Sacrebleu: the Phospho-Switch!

Published on 13/03/2008

Now that the major attraction of this blog, Saturday Night Synthesis, is over, I face the issue of coming up with something to make this blog worth-reading. A friend of mine has recently come up with a pretty intriguing idea: gossip.
Plainly, he believes I should as most of newspapers these days which, for example, show much more interest in Sarkozy’s love affairs rather than in his opinions on, say, illegal immigration. In fact, focusing my catchy introductions on popular topics would attract readers, so that I could eventually trap them in a labyrinth of scientific facts.

Well, let’s give it a try, by looking at one of favourite countries: France. Now, you all know Monsieur Sarko (who, if you are American, is the French president), 53, divorced from his second wife Cecilia, 50, and almost instantly turned to and got married with Italian, former super-model, Carla Bruni, 40. Can you find in your heart the force to blame him?

This switch might have inspired a French group when focusing their attention on a less glamorous switch not between models but heterochromatin proteins HP1β and HP1γ (doi:10.1038/embor.2008.1).
Despite not being as sexy as Carla Bruni, these histone modifiers are equally very interesting, as their role is far from being understood.
For many years, due to their HMTase activity (which stands for histone methyl transferase) and their huge presence at pericentromeric heterochromatin domains, they have been considered to act as pure silencers of gene expression. Recently, however, many findings has started undermining the basis of this assumption. HP1γ, for instance, has been frequently spotted at active euchromatic genes and a transcription-dependent recruitment has been proposed.

What the article mainly focuses on is the way these proteins act on HIV-1 5’ long terminal repeat, a well-known promoter of retroviruses. Interestingly, both NF-kB and protein kinase signal-transduction pathways stimulate this promoter and both phosphorylate epigenetic-regulation hot spot serine 10 on histone H3.
Obviously, I can’t (and don’t want to) tell you how these French reach their conclusions because that would mean breaking copyright rules. However, going back at the beginning story of Sarko’s love affairs, they postulate a switch between mainly transcription repressing HP1β/transcription stimulating HP1γ due to the aforementioned H3S10 phosphorylation, which they describe using the appealing expression Phospho-Switch. What this names underlines, though, is that not only is the phosphorylation the key aspect of this mechanism, but that it comprehensively overcomes the already existing tri-methylation of lysine 9 on histone H3 (to which HP1β binds), possibly altering HP1β binding site on histone 3 so much that it’s displaced and, after a brief moment while ChIP experiment shows nothing on the 5’-LTR, HP1γ is quickly recruited. Which is basically like displacing an old wife and quickly getting a younger, hotter new one, isn’t it?

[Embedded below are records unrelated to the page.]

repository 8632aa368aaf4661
//! Core simulation primitives

pub mod time;
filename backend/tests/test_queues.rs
//! Tests for the patient queues and the completion-order stack

use hospital_des_core::{CompletionStack, FcfsQueue, QueueError, StackError, TieredQueue};
use proptest::prelude::*;

#[test]
fn test_fcfs_queue_walkthrough() {
    let mut queue = FcfsQueue::new();
    assert!(queue.is_empty());

    queue.enqueue(101);
    queue.enqueue(102);
    queue.enqueue(103);
    assert!(!queue.is_empty());
    assert_eq!(queue.len(), 3);

    assert_eq!(queue.dequeue(), Ok(101));
    assert_eq!(queue.dequeue(), Ok(102));
    assert!(!queue.is_empty());
    assert_eq!(queue.dequeue(), Ok(103));
    assert!(queue.is_empty());
    assert_eq!(queue.dequeue(), Err(QueueError::EmptyQueue));
}

#[test]
fn test_tiered_queue_walkthrough() {
    let mut single = TieredQueue::new(3);
    single.enqueue(10, 0);
    single.enqueue(20, 0);
    assert_eq!(single.dequeue(), Ok(10));
    assert_eq!(single.dequeue(), Ok(20));
    assert_eq!(single.dequeue(), Err(QueueError::EmptyQueue));

    let mut multi = TieredQueue::new(3);
    multi.enqueue(100, 2);
    multi.enqueue(10, 0);
    multi.enqueue(20, 1);
    multi.enqueue(30, 2);
    multi.enqueue(40, 1);
    assert_eq!(multi.dequeue(), Ok(10));
    assert_eq!(multi.dequeue(), Ok(20));
    assert_eq!(multi.dequeue(), Ok(40));
    assert_eq!(multi.dequeue(), Ok(100));
    assert_eq!(multi.dequeue(), Ok(30));
    assert_eq!(multi.dequeue(), Err(QueueError::EmptyQueue));
}

#[test]
fn test_tiered_queue_ignores_invalid_tier() {
    let mut queue = TieredQueue::new(3);
    assert!(!queue.enqueue(1, 3));
    assert!(!queue.enqueue(2, usize::MAX));
    assert!(queue.is_empty());
    assert_eq!(queue.peek_front(), Err(QueueError::EmptyQueue));
    assert_eq!(queue.peek_back(), Err(QueueError::EmptyQueue));
}

#[test]
fn test_completion_stack_walkthrough() {
    let mut stack = CompletionStack::new();
    assert!(stack.is_empty());

    for id in [5, 10, 7, 15, 6] {
        stack.push(id);
    }
    assert_eq!(stack.to_string(), "{6, 5}");

    assert_eq!(stack.pop(), Ok(6));
    assert_eq!(stack.to_string(), "{5}");
    assert_eq!(stack.pop(), Ok(5));
    assert_eq!(stack.to_string(), "{}");
    assert_eq!(stack.pop(), Err(StackError::EmptyStack));

    for id in [20, 8, 25, 4] {
        stack.push(id);
    }
    assert_eq!(stack.to_string(), "{4}");
    assert_eq!(stack.pop(), Ok(4));
    assert!(stack.is_empty());
}

proptest! {
    #[test]
    fn prop_tiered_dequeue_respects_tier_then_fcfs(
        entries in proptest::collection::vec(0usize..4, 0..50)
    ) {
        let mut queue = TieredQueue::new(4);
        for (id, &tier) in entries.iter().enumerate() {
            prop_assert!(queue.enqueue(id, tier));
        }

        let mut expected: Vec<(usize, usize)> = entries
            .iter()
            .enumerate()
            .map(|(id, &tier)| (tier, id))
            .collect();
        expected.sort();

        for (_, id) in expected {
            prop_assert_eq!(queue.peek_front(), Ok(id));
            prop_assert_eq!(queue.dequeue(), Ok(id));
        }
        prop_assert!(queue.is_empty());
    }

    #[test]
    fn prop_completion_stack_stays_non_decreasing(
        pushes in proptest::collection::vec(0usize..100, 0..60)
    ) {
        let mut stack = CompletionStack::new();
        for &id in &pushes {
            stack.push(id);
            prop_assert_eq!(stack.top(), Ok(id));

            let contents: Vec<usize> = stack.iter().collect();
            prop_assert!(contents.windows(2).all(|w| w[0] <= w[1]));
        }
    }

    #[test]
    fn prop_fcfs_remove_back_mirrors_enqueue(ids in proptest::collection::vec(0usize..1000, 1..30)) {
        let mut queue = FcfsQueue::new();
        for &id in &ids {
            queue.enqueue(id);
        }
        for &id in ids.iter().rev() {
            prop_assert_eq!(queue.peek_back(), Ok(id));
            prop_assert_eq!(queue.remove_back(), Ok(id));
        }
        prop_assert!(queue.is_empty());
    }
}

In case psi*psi were reading this, happy birthday and, to already answer your question, no: there are no gels in this molecular biology affair.


Comments

  1. 15/03/2008 | 15:56

    you're going to laugh at my American ignorance, but i definitely didn't know who Sarko was! (to my credit, i can name SOME world leaders...)
    molecular biology is still icky, gels or not. eek!

  2. 15/03/2008 | 16:02

    The funny thing about this is that, while the average American couldn't care less about European politics, everybody in Italy knows about Hillary and Obama. Oh, yes, and the other one too.